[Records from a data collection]

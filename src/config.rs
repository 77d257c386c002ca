//! # Configuration
//!
//! Runtime settings for a [`Tablesmith`](crate::Tablesmith) handle.
//!
//! | Setting | Environment variable | Default |
//! |---------|----------------------|---------|
//! | `database_path` | `TABLESMITH_DB` | `tablesmith.db` |
//! | `pool_size` | `TABLESMITH_POOL_SIZE` | `10` |
//! | `busy_timeout` | `TABLESMITH_BUSY_TIMEOUT_MS` | `5000` ms |
//! | `ingest_mode` | `TABLESMITH_INGEST_MODE` | `atomic` |
//! | `max_identifier_len` | `TABLESMITH_MAX_IDENTIFIER_LEN` | `64` |

use std::path::PathBuf;
use std::time::Duration;

use crate::error::{Error, Result};
use crate::ident::DEFAULT_MAX_IDENTIFIER_LEN;
use crate::ingest::IngestMode;

/// Default number of pooled connections.
pub const DEFAULT_POOL_SIZE: usize = 10;

/// Default time a connection waits on a locked database before failing.
pub const DEFAULT_BUSY_TIMEOUT: Duration = Duration::from_secs(5);

const ENV_DB: &str = "TABLESMITH_DB";
const ENV_POOL_SIZE: &str = "TABLESMITH_POOL_SIZE";
const ENV_BUSY_TIMEOUT_MS: &str = "TABLESMITH_BUSY_TIMEOUT_MS";
const ENV_INGEST_MODE: &str = "TABLESMITH_INGEST_MODE";
const ENV_MAX_IDENTIFIER_LEN: &str = "TABLESMITH_MAX_IDENTIFIER_LEN";

/// Settings for opening a store.
#[derive(Debug, Clone, PartialEq)]
pub struct Config {
    /// SQLite database file. Created if missing.
    pub database_path: PathBuf,
    /// Upper bound on concurrently checked-out connections.
    pub pool_size: usize,
    /// SQLite busy timeout applied to every pooled connection.
    pub busy_timeout: Duration,
    /// How spreadsheet ingestion commits.
    pub ingest_mode: IngestMode,
    /// Longest table name the resolver accepts.
    pub max_identifier_len: usize,
}

impl Default for Config {
    fn default() -> Self {
        Self {
            database_path: PathBuf::from("tablesmith.db"),
            pool_size: DEFAULT_POOL_SIZE,
            busy_timeout: DEFAULT_BUSY_TIMEOUT,
            ingest_mode: IngestMode::default(),
            max_identifier_len: DEFAULT_MAX_IDENTIFIER_LEN,
        }
    }
}

impl Config {
    /// Defaults with a specific database file.
    pub fn new(database_path: impl Into<PathBuf>) -> Self {
        Self {
            database_path: database_path.into(),
            ..Self::default()
        }
    }

    /// Loads configuration from `TABLESMITH_*` environment variables, falling
    /// back to defaults for anything unset.
    ///
    /// # Errors
    ///
    /// `Error::Config` if a variable is set but unparseable, or the result
    /// fails [`Config::validate`].
    pub fn from_env() -> Result<Self> {
        Self::from_lookup(|key| std::env::var(key).ok())
    }

    /// Same as [`Config::from_env`] over an arbitrary variable source.
    pub fn from_lookup(lookup: impl Fn(&str) -> Option<String>) -> Result<Self> {
        let defaults = Self::default();

        let database_path = lookup(ENV_DB)
            .map(PathBuf::from)
            .unwrap_or(defaults.database_path);
        let pool_size = parse_usize(lookup(ENV_POOL_SIZE), ENV_POOL_SIZE, defaults.pool_size)?;
        let busy_timeout = match lookup(ENV_BUSY_TIMEOUT_MS) {
            Some(raw) => Duration::from_millis(raw.trim().parse::<u64>().map_err(|e| {
                Error::Config(format!("invalid {ENV_BUSY_TIMEOUT_MS} '{raw}': {e}"))
            })?),
            None => defaults.busy_timeout,
        };
        let ingest_mode = match lookup(ENV_INGEST_MODE) {
            Some(raw) => raw.parse()?,
            None => defaults.ingest_mode,
        };
        let max_identifier_len = parse_usize(
            lookup(ENV_MAX_IDENTIFIER_LEN),
            ENV_MAX_IDENTIFIER_LEN,
            defaults.max_identifier_len,
        )?;

        let config = Self {
            database_path,
            pool_size,
            busy_timeout,
            ingest_mode,
            max_identifier_len,
        };
        config.validate()?;
        Ok(config)
    }

    /// Checks invariants that parsing alone can't express.
    pub fn validate(&self) -> Result<()> {
        if self.pool_size == 0 {
            return Err(Error::Config("pool_size must be at least 1".to_string()));
        }
        if self.max_identifier_len == 0 {
            return Err(Error::Config(
                "max_identifier_len must be at least 1".to_string(),
            ));
        }
        if self.database_path.as_os_str().is_empty() {
            return Err(Error::Config("database_path is empty".to_string()));
        }
        Ok(())
    }
}

fn parse_usize(raw: Option<String>, name: &str, default: usize) -> Result<usize> {
    match raw {
        Some(raw) => raw
            .trim()
            .parse::<usize>()
            .map_err(|e| Error::Config(format!("invalid {name} '{raw}': {e}"))),
        None => Ok(default),
    }
}

// =============================================================================
// Tests
// =============================================================================
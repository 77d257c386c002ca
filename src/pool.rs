//! # Connection Pool
//!
//! A bounded set of SQLite connections shared by every request.
//!
//! ## Lifecycle
//!
//! ```text
//!  acquire().await                                   drop(guard)
//!       │                                                 │
//!       ▼                                                 ▼
//!  Semaphore permit ──► idle.pop() or factory() ──► rollback if mid-transaction
//!  (waits when all                                   push back to idle
//!   `size` are out)                                  permit released
//! ```
//!
//! The permit count bounds how many connections exist at once. Connections are
//! created lazily by the factory and reused afterwards.
//!
//! ## Rust Pattern: RAII Guard
//!
//! [`PooledConnection`] returns its connection in `Drop`. Every exit path,
//! including `?` early returns and panics inside a blocking task, releases the
//! connection exactly once without any explicit release call.
//!
//! ## Why spawn_blocking?
//!
//! `rusqlite::Connection` is synchronous. [`Pool::run`] moves the guard into a
//! `tokio::task::spawn_blocking` closure so statement execution never stalls
//! the async workers, and the guard drops on the blocking thread when the work
//! is done.

use std::path::PathBuf;
use std::sync::{Arc, Mutex, PoisonError};
use std::time::Duration;

use rusqlite::Connection;
use tokio::sync::{OwnedSemaphorePermit, Semaphore};
use tracing::{debug, warn};

use crate::error::{Error, Result};
use crate::schema::configure_connection;

/// Creates a new connection when the pool has no idle one.
pub type ConnectionFactory = Box<dyn Fn() -> Result<Connection> + Send + Sync>;

/// A point-in-time view of pool occupancy.
#[derive(Debug, Clone, Copy, PartialEq, Eq)]
pub struct PoolStatus {
    pub size: usize,
    pub in_use: usize,
    pub idle: usize,
}

struct PoolInner {
    size: usize,
    permits: Arc<Semaphore>,
    idle: Mutex<Vec<Connection>>,
    factory: ConnectionFactory,
}

impl PoolInner {
    fn idle(&self) -> std::sync::MutexGuard<'_, Vec<Connection>> {
        // A panic while holding the lock cannot leave the Vec half-updated.
        self.idle.lock().unwrap_or_else(PoisonError::into_inner)
    }
}

/// Bounded connection pool. Cheap to clone; clones share the same pool.
#[derive(Clone)]
pub struct Pool {
    inner: Arc<PoolInner>,
}

impl std::fmt::Debug for Pool {
    fn fmt(&self, f: &mut std::fmt::Formatter<'_>) -> std::fmt::Result {
        f.debug_struct("Pool").field("status", &self.status()).finish()
    }
}

impl Pool {
    /// Opens up to `size` connections to the database file at `path`.
    ///
    /// The file must already be initialized (see `Database::open`).
    pub fn open(path: impl Into<PathBuf>, size: usize, busy_timeout: Duration) -> Result<Self> {
        let path = path.into();
        Self::with_factory(
            size,
            Box::new(move || {
                let conn = Connection::open(&path)?;
                configure_connection(&conn, busy_timeout)?;
                Ok(conn)
            }),
        )
    }

    /// Builds a pool around a caller-supplied connection source.
    ///
    /// # Errors
    ///
    /// `Error::Pool` if `size` is zero.
    pub fn with_factory(size: usize, factory: ConnectionFactory) -> Result<Self> {
        if size == 0 {
            return Err(Error::Pool("pool size must be at least 1".to_string()));
        }
        Ok(Self {
            inner: Arc::new(PoolInner {
                size,
                permits: Arc::new(Semaphore::new(size)),
                idle: Mutex::new(Vec::with_capacity(size)),
                factory,
            }),
        })
    }

    /// Waits for a free slot and checks out a connection.
    ///
    /// # Errors
    ///
    /// - `Error::Pool` if the pool was closed
    /// - whatever the factory returns when a new connection can't be opened
    ///   (the slot is released again)
    pub async fn acquire(&self) -> Result<PooledConnection> {
        let permit = self
            .inner
            .permits
            .clone()
            .acquire_owned()
            .await
            .map_err(|_| Error::Pool("pool is closed".to_string()))?;

        let reused = self.inner.idle().pop();
        let conn = match reused {
            Some(conn) => conn,
            None => (self.inner.factory)()?,
        };

        debug!(in_use = self.in_use(), size = self.inner.size, "connection acquired");
        Ok(PooledConnection {
            conn: Some(conn),
            pool: Arc::clone(&self.inner),
            _permit: permit,
        })
    }

    /// Runs `work` on a pooled connection on the blocking thread pool.
    ///
    /// The connection is released when `work` returns, whether it succeeded,
    /// failed, or panicked.
    pub async fn run<F, T>(&self, work: F) -> Result<T>
    where
        F: FnOnce(&mut Connection) -> Result<T> + Send + 'static,
        T: Send + 'static,
    {
        let mut conn = self.acquire().await?;
        tokio::task::spawn_blocking(move || work(&mut *conn))
            .await
            .map_err(|e| Error::Pool(format!("blocking task failed: {e}")))?
    }

    /// Stops handing out connections. Waiters and later callers get
    /// `Error::Pool`; connections already checked out stay usable.
    pub fn close(&self) {
        self.inner.permits.close();
        self.inner.idle().clear();
    }

    pub fn status(&self) -> PoolStatus {
        PoolStatus {
            size: self.inner.size,
            in_use: self.in_use(),
            idle: self.inner.idle().len(),
        }
    }

    fn in_use(&self) -> usize {
        self.inner
            .size
            .saturating_sub(self.inner.permits.available_permits())
    }
}

// =============================================================================
// Guard
// =============================================================================

/// A checked-out connection. Derefs to `rusqlite::Connection`.
pub struct PooledConnection {
    conn: Option<Connection>,
    pool: Arc<PoolInner>,
    // Dropped after `Drop::drop` has returned the connection.
    _permit: OwnedSemaphorePermit,
}

impl std::fmt::Debug for PooledConnection {
    fn fmt(&self, f: &mut std::fmt::Formatter<'_>) -> std::fmt::Result {
        f.debug_struct("PooledConnection").finish_non_exhaustive()
    }
}

impl std::ops::Deref for PooledConnection {
    type Target = Connection;

    fn deref(&self) -> &Connection {
        // Only `Drop` takes the connection out.
        self.conn.as_ref().unwrap_or_else(|| unreachable!("connection already released"))
    }
}

impl std::ops::DerefMut for PooledConnection {
    fn deref_mut(&mut self) -> &mut Connection {
        self.conn.as_mut().unwrap_or_else(|| unreachable!("connection already released"))
    }
}

impl Drop for PooledConnection {
    fn drop(&mut self) {
        let Some(conn) = self.conn.take() else {
            return;
        };

        if !conn.is_autocommit() {
            if let Err(e) = conn.execute_batch("ROLLBACK") {
                warn!(error = %e, "discarding connection that could not roll back");
                return;
            }
            debug!("rolled back transaction left open on released connection");
        }

        if self.pool.permits.is_closed() {
            return;
        }
        self.pool.idle().push(conn);
        debug!("connection released");
    }
}

// =============================================================================
// Tests
// =============================================================================
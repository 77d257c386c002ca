//! Command-line front end for a Tablesmith database.
//!
//! Every subcommand maps to one `Tablesmith` operation and prints its result
//! as JSON on stdout. Logs go to stderr, filtered by `RUST_LOG`.
//!
//! ```bash
//! tablesmith --db shop.db ingest dataset abc ventas.csv
//! tablesmith --db shop.db link ana abc
//! tablesmith --db shop.db orders submit batch.json
//! tablesmith --db shop.db orders mirror 5
//! tablesmith --db shop.db menu product Taco 30 Comida
//! ```

use std::path::PathBuf;
use std::time::Duration;

use anyhow::{Context, Result};
use clap::{Parser, Subcommand, ValueEnum};
use serde::Serialize;
use tablesmith::{
    Config, IngestMode, OrderBatch, OrderLine, Payment, Product, Row, TableFamily, Tablesmith,
    Value,
};
use tracing_subscriber::EnvFilter;

#[derive(Parser, Debug)]
#[command(name = "tablesmith", version, about = "Dynamic table provisioning and order dual-writes on SQLite")]
struct Cli {
    /// Database file (overrides TABLESMITH_DB).
    #[arg(long, global = true)]
    db: Option<PathBuf>,

    /// Connection pool size (overrides TABLESMITH_POOL_SIZE).
    #[arg(long, global = true)]
    pool_size: Option<usize>,

    /// Busy timeout in milliseconds (overrides TABLESMITH_BUSY_TIMEOUT_MS).
    #[arg(long, global = true)]
    busy_timeout_ms: Option<u64>,

    /// `atomic` or `per-row` (overrides TABLESMITH_INGEST_MODE).
    #[arg(long, global = true)]
    ingest_mode: Option<IngestMode>,

    #[command(subcommand)]
    command: Command,
}

#[derive(Subcommand, Debug)]
enum Command {
    /// Replace a dataset or planogram table with the rows of a CSV file.
    Ingest {
        family: UploadFamily,
        key: String,
        file: PathBuf,
    },
    /// Give a user a private copy of a dataset.
    Link { username: String, dataset: String },
    /// Re-copy the live table into the user's inventory and print it.
    Inventory { username: String },
    /// Print every row, or one column, of a family table.
    Read {
        family: KeyedFamily,
        /// Key tokens; a user dataset copy takes `<username> <dataset>`.
        #[arg(required = true)]
        keys: Vec<String>,
        #[arg(long)]
        column: Option<String>,
    },
    /// Update one row addressed by its natural key (`rank` or `frente`).
    Update {
        family: KeyedFamily,
        #[arg(required = true)]
        keys: Vec<String>,
        /// Natural key value of the row.
        #[arg(long = "where")]
        key: String,
        /// `column=value`, repeatable.
        #[arg(long = "set", value_parser = parse_assignment, required = true)]
        set: Vec<(String, String)>,
    },
    /// Delete one row addressed by its natural key.
    Delete {
        family: KeyedFamily,
        #[arg(required = true)]
        keys: Vec<String>,
        #[arg(long = "where")]
        key: String,
    },
    /// List catalogued datasets, planograms, or a user's linked datasets.
    List {
        #[command(subcommand)]
        what: ListCommand,
    },
    /// Order ledger and mirrors.
    Orders {
        #[command(subcommand)]
        action: OrderCommand,
    },
    /// Menu categories and products.
    Menu {
        #[command(subcommand)]
        action: MenuCommand,
    },
    /// Register, list or update mesas.
    Mesas {
        #[command(subcommand)]
        action: MesaCommand,
    },
    /// Record or list today's payments.
    Payments {
        #[command(subcommand)]
        action: PaymentCommand,
    },
}

#[derive(Subcommand, Debug)]
enum MenuCommand {
    Category { categoria: String },
    Categories,
    Product {
        nombre: String,
        precio: i64,
        categoria: String,
        #[arg(long, default_value = "activo")]
        estado: String,
    },
    /// Active products of one category.
    Products { categoria: String },
}

#[derive(Subcommand, Debug)]
enum MesaCommand {
    Add { mesa: i64, estado: String },
    List,
    /// Update the mesa row with id `id`.
    Update { id: i64, mesa: i64, estado: String },
}

#[derive(Subcommand, Debug)]
enum PaymentCommand {
    /// Record a JSON payment: `{"metodoPago": 1, "totalVenta": 100, ...}`.
    Record { file: PathBuf },
    List,
}

#[derive(Subcommand, Debug)]
enum ListCommand {
    Datasets,
    Planograms,
    Links { username: String },
}

#[derive(Subcommand, Debug)]
enum OrderCommand {
    /// Submit a JSON batch: `{"ordenes": [{"mesa": 5, "producto": ...}]}`.
    Submit { file: PathBuf },
    /// Append a single line without clearing the mirror.
    Append {
        mesa: i64,
        producto: String,
        cantidad: i64,
        precio_unitario: i64,
    },
    /// Change a product's quantity in the ledger and the mirror.
    SetQuantity {
        mesa: i64,
        producto: String,
        cantidad: i64,
    },
    Ledger,
    Mirror { mesa: i64 },
}

#[derive(ValueEnum, Clone, Copy, Debug)]
enum UploadFamily {
    Dataset,
    Planogram,
}

#[derive(ValueEnum, Clone, Copy, Debug)]
enum KeyedFamily {
    Dataset,
    Planogram,
    UserDataset,
    Inventory,
}

impl From<UploadFamily> for TableFamily {
    fn from(family: UploadFamily) -> Self {
        match family {
            UploadFamily::Dataset => TableFamily::Dataset,
            UploadFamily::Planogram => TableFamily::Planogram,
        }
    }
}

impl From<KeyedFamily> for TableFamily {
    fn from(family: KeyedFamily) -> Self {
        match family {
            KeyedFamily::Dataset => TableFamily::Dataset,
            KeyedFamily::Planogram => TableFamily::Planogram,
            KeyedFamily::UserDataset => TableFamily::UserDatasetCopy,
            KeyedFamily::Inventory => TableFamily::Inventory,
        }
    }
}

fn parse_assignment(raw: &str) -> std::result::Result<(String, String), String> {
    raw.split_once('=')
        .map(|(column, value)| (column.trim().to_string(), value.to_string()))
        .ok_or_else(|| format!("expected column=value, got '{raw}'"))
}

fn config_from(cli: &Cli) -> Result<Config> {
    let mut config = Config::from_env()?;
    if let Some(db) = &cli.db {
        config.database_path = db.clone();
    }
    if let Some(size) = cli.pool_size {
        config.pool_size = size;
    }
    if let Some(ms) = cli.busy_timeout_ms {
        config.busy_timeout = Duration::from_millis(ms);
    }
    if let Some(mode) = cli.ingest_mode {
        config.ingest_mode = mode;
    }
    config.validate()?;
    Ok(config)
}

fn print_json(value: &impl Serialize) -> Result<()> {
    println!("{}", serde_json::to_string_pretty(value)?);
    Ok(())
}

#[tokio::main]
async fn main() -> Result<()> {
    tracing_subscriber::fmt()
        .with_target(false)
        .with_writer(std::io::stderr)
        .with_env_filter(
            EnvFilter::try_from_default_env()
                .unwrap_or_else(|_| EnvFilter::new("tablesmith=info,warn")),
        )
        .init();

    let cli = Cli::parse();
    let config = config_from(&cli)?;
    let store = Tablesmith::open(config).await?;

    match cli.command {
        Command::Ingest { family, key, file } => {
            let report = store.ingest_file(family.into(), &key, file).await?;
            print_json(&serde_json::json!({
                "table": report.table,
                "created": report.provisioned.was_created(),
                "rows_deleted": report.rows_deleted,
                "rows_written": report.rows_written,
            }))?;
        }
        Command::Link { username, dataset } => {
            let outcome = store.link_dataset(&username, &dataset).await?;
            print_json(&serde_json::json!({ "outcome": format!("{outcome:?}") }))?;
        }
        Command::Inventory { username } => {
            print_json(&store.refresh_inventory(&username).await?)?;
        }
        Command::Read { family, keys, column } => {
            let keys: Vec<&str> = keys.iter().map(String::as_str).collect();
            let table = store.table(family.into(), &keys)?;
            match column {
                Some(column) => print_json(&store.read_column(table, &column).await?)?,
                None => print_json(&store.read_all(table).await?)?,
            }
        }
        Command::Update { family, keys, key, set } => {
            let keys: Vec<&str> = keys.iter().map(String::as_str).collect();
            let table = store.table(family.into(), &keys)?;
            let updates: Row = set
                .into_iter()
                .map(|(column, value)| (column, Value::from(value)))
                .collect();
            let changed = store.update_row(table, Value::from(key), updates).await?;
            print_json(&serde_json::json!({ "updated": changed }))?;
        }
        Command::Delete { family, keys, key } => {
            let keys: Vec<&str> = keys.iter().map(String::as_str).collect();
            let table = store.table(family.into(), &keys)?;
            let deleted = store.delete_row(table, Value::from(key)).await?;
            print_json(&serde_json::json!({ "deleted": deleted }))?;
        }
        Command::List { what } => match what {
            ListCommand::Datasets => print_json(&store.list_datasets().await?)?,
            ListCommand::Planograms => print_json(&store.list_planograms().await?)?,
            ListCommand::Links { username } => {
                print_json(&store.list_tenant_links(&username).await?)?
            }
        },
        Command::Orders { action } => match action {
            OrderCommand::Submit { file } => {
                let raw = std::fs::read_to_string(&file)
                    .with_context(|| format!("reading {}", file.display()))?;
                let batch: OrderBatch = serde_json::from_str(&raw)
                    .with_context(|| format!("parsing {}", file.display()))?;
                let receipt = store.submit_orders(batch).await?;
                print_json(&serde_json::json!({
                    "mesa": receipt.mesa,
                    "mirror": receipt.mirror_table,
                    "rows_written": receipt.rows_written,
                }))?;
            }
            OrderCommand::Append {
                mesa,
                producto,
                cantidad,
                precio_unitario,
            } => {
                let line = OrderLine::new(mesa, producto, cantidad, precio_unitario);
                let receipt = store.append_order_line(line).await?;
                print_json(&serde_json::json!({ "mirror": receipt.mirror_table }))?;
            }
            OrderCommand::SetQuantity {
                mesa,
                producto,
                cantidad,
            } => {
                let changed = store.update_order_quantity(mesa, &producto, cantidad).await?;
                print_json(&serde_json::json!({ "updated": changed }))?;
            }
            OrderCommand::Ledger => print_json(&store.read_ledger().await?)?,
            OrderCommand::Mirror { mesa } => print_json(&store.read_mirror(mesa).await?)?,
        },
        Command::Menu { action } => match action {
            MenuCommand::Category { categoria } => {
                let id = store.add_category(&categoria).await?;
                print_json(&serde_json::json!({ "id": id }))?;
            }
            MenuCommand::Categories => print_json(&store.list_categories().await?)?,
            MenuCommand::Product {
                nombre,
                precio,
                categoria,
                estado,
            } => {
                let product = Product {
                    estado,
                    ..Product::new(nombre, precio, categoria)
                };
                let id = store.add_product(product).await?;
                print_json(&serde_json::json!({ "id": id }))?;
            }
            MenuCommand::Products { categoria } => {
                print_json(&store.list_active_products(&categoria).await?)?
            }
        },
        Command::Mesas { action } => match action {
            MesaCommand::Add { mesa, estado } => {
                let id = store.add_mesa(mesa, &estado).await?;
                print_json(&serde_json::json!({ "id": id }))?;
            }
            MesaCommand::List => print_json(&store.list_mesas().await?)?,
            MesaCommand::Update { id, mesa, estado } => {
                let changed = store.update_mesa(id, mesa, &estado).await?;
                print_json(&serde_json::json!({ "updated": changed }))?;
            }
        },
        Command::Payments { action } => match action {
            PaymentCommand::Record { file } => {
                let raw = std::fs::read_to_string(&file)
                    .with_context(|| format!("reading {}", file.display()))?;
                let payment: Payment = serde_json::from_str(&raw)
                    .with_context(|| format!("parsing {}", file.display()))?;
                let id = store.record_payment(payment).await?;
                print_json(&serde_json::json!({ "id": id }))?;
            }
            PaymentCommand::List => print_json(&store.list_payments().await?)?,
        },
    }

    store.close();
    Ok(())
}
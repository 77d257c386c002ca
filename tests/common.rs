#![allow(dead_code)]

use std::path::{Path, PathBuf};

use rusqlite::{Connection, OpenFlags};
use tablesmith::{Config, Database, SpreadsheetGrid, Tablesmith, Value};

pub fn create_temp_db_file(name: &str) -> (tempfile::TempDir, PathBuf) {
    let dir = tempfile::TempDir::new().expect("create temp dir");
    let path = dir.path().join(name);
    let _ = Database::open(&path).expect("initialize database");
    (dir, path)
}

pub async fn open_store(name: &str, pool_size: usize) -> (tempfile::TempDir, PathBuf, Tablesmith) {
    let (dir, path) = create_temp_db_file(name);
    let config = Config {
        pool_size,
        ..Config::new(&path)
    };
    let store = Tablesmith::open(config).await.expect("open store");
    (dir, path, store)
}

pub fn open_read_only(path: &Path) -> Connection {
    Connection::open_with_flags(
        path,
        OpenFlags::SQLITE_OPEN_READ_ONLY | OpenFlags::SQLITE_OPEN_NO_MUTEX,
    )
    .expect("open read-only connection")
}

pub fn open_read_write(path: &Path) -> Connection {
    Connection::open(path).expect("open read-write connection")
}

pub fn count_rows(conn: &Connection, table: &str) -> i64 {
    conn.query_row(&format!("SELECT COUNT(*) FROM \"{table}\""), [], |row| row.get(0))
        .expect("count rows")
}

pub fn table_exists(conn: &Connection, table: &str) -> bool {
    conn.query_row(
        "SELECT EXISTS(SELECT 1 FROM sqlite_master WHERE type = 'table' AND name = ?)",
        [table],
        |row| row.get(0),
    )
    .expect("check table")
}

pub fn column_names(conn: &Connection, table: &str) -> Vec<String> {
    let mut stmt = conn
        .prepare(&format!("SELECT name FROM pragma_table_info('{table}')"))
        .expect("prepare table_info");
    stmt.query_map([], |row| row.get(0))
        .expect("query table_info")
        .collect::<Result<Vec<String>, _>>()
        .expect("collect columns")
}

pub fn catalog_keys(conn: &Connection, catalog: &str, column: &str) -> Vec<String> {
    let mut stmt = conn
        .prepare(&format!("SELECT \"{column}\" FROM \"{catalog}\" ORDER BY id"))
        .expect("prepare catalog");
    stmt.query_map([], |row| row.get(0))
        .expect("query catalog")
        .collect::<Result<Vec<String>, _>>()
        .expect("collect catalog")
}

/// A dataset grid with `rows` data rows: `marca`, `rank`, `vol_ytd`.
pub fn dataset_grid(rows: usize) -> SpreadsheetGrid {
    SpreadsheetGrid::from_parts(
        &["marca", "rank", "vol_ytd"],
        (0..rows)
            .map(|r| {
                vec![
                    Value::from(format!("marca-{r}")),
                    Value::from((r + 1).to_string()),
                    Value::from(r as f64 * 1.5),
                ]
            })
            .collect(),
    )
}
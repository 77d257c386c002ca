//! # Schema Registry Provisioner
//!
//! Guarantees that a family table exists before anything reads or writes it,
//! and keeps the family catalog in step with the physical tables.
//!
//! ## Create-If-Absent
//!
//! ```text
//! exists? ──no──► CREATE TABLE IF NOT EXISTS ──► INSERT OR IGNORE catalog ──► Created
//!    │
//!    └─yes──────────────────────────────────────► INSERT OR IGNORE catalog ──► AlreadyExists
//! ```
//!
//! The existence check only decides which outcome to report. Creation itself
//! is `IF NOT EXISTS` and the catalog column is `UNIQUE`, so two requests that
//! both observe "absent" both succeed and leave exactly one table and one
//! catalog row behind. [`ensure_table_atomic`] additionally runs the three
//! steps inside one `IMMEDIATE` transaction, which makes the reported outcome
//! exact as well.
//!
//! Recording the key on the "already exists" path is a no-op for a consistent
//! catalog and repairs a catalog that lost its row.

use rusqlite::{Connection, TransactionBehavior};
use tracing::{debug, info};

use crate::error::{Error, Result};
use crate::ident::{quote, TableName};
use crate::schema::{family_catalog, family_ddl, table_exists};
use crate::types::Provisioned;

/// Ensures `table` exists with its family's fixed schema.
///
/// Runs on whatever transaction state `conn` is in, which lets the order
/// writer provision inside its own transaction.
///
/// # Errors
///
/// - `Error::ProvisioningFailed` if the existence check, `CREATE TABLE`, or
///   catalog insert fails
/// - `Error::Validation` if the family has no fixed schema (clone-only)
pub fn ensure_table(conn: &Connection, table: &TableName) -> Result<Provisioned> {
    let ddl = family_ddl(table).ok_or_else(|| {
        Error::Validation(format!(
            "{} tables are cloned, not provisioned from a fixed schema",
            table.family()
        ))
    })?;

    let failed = |source: rusqlite::Error| Error::ProvisioningFailed {
        table: table.to_string(),
        source,
    };

    let existed = table_exists(conn, table.as_str()).map_err(failed)?;
    if !existed {
        conn.execute_batch(&ddl).map_err(failed)?;
    }

    if let Some(catalog) = family_catalog(table.family()) {
        let sql = format!(
            "INSERT OR IGNORE INTO {} ({}) VALUES (?)",
            quote(catalog.table),
            quote(catalog.column)
        );
        let recorded = conn.execute(&sql, [table.key()]).map_err(failed)?;
        if recorded > 0 && existed {
            debug!(table = %table, catalog = catalog.table, "repaired missing catalog entry");
        }
    }

    if existed {
        debug!(table = %table, family = %table.family(), "table already exists");
        Ok(Provisioned::AlreadyExists)
    } else {
        info!(table = %table, family = %table.family(), "created table");
        Ok(Provisioned::Created)
    }
}

/// [`ensure_table`] inside its own `IMMEDIATE` transaction.
///
/// The write lock is taken before the existence check, so concurrent callers
/// serialize and exactly one of them reports `Created`.
pub fn ensure_table_atomic(conn: &mut Connection, table: &TableName) -> Result<Provisioned> {
    let tx = conn
        .transaction_with_behavior(TransactionBehavior::Immediate)
        .map_err(|source| Error::ProvisioningFailed {
            table: table.to_string(),
            source,
        })?;
    let outcome = ensure_table(&tx, table)?;
    tx.commit().map_err(|source| Error::ProvisioningFailed {
        table: table.to_string(),
        source,
    })?;
    Ok(outcome)
}

// =============================================================================
// Tests
// =============================================================================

Task: Whenever the word "TempDir" shows up in a line above, copy that line.

Written response:
pub fn create_temp_db_file(name: &str) -> (tempfile::TempDir, PathBuf) {
    let dir = tempfile::TempDir::new().expect("create temp dir");
pub async fn open_store(name: &str, pool_size: usize) -> (tempfile::TempDir, PathBuf, Tablesmith) {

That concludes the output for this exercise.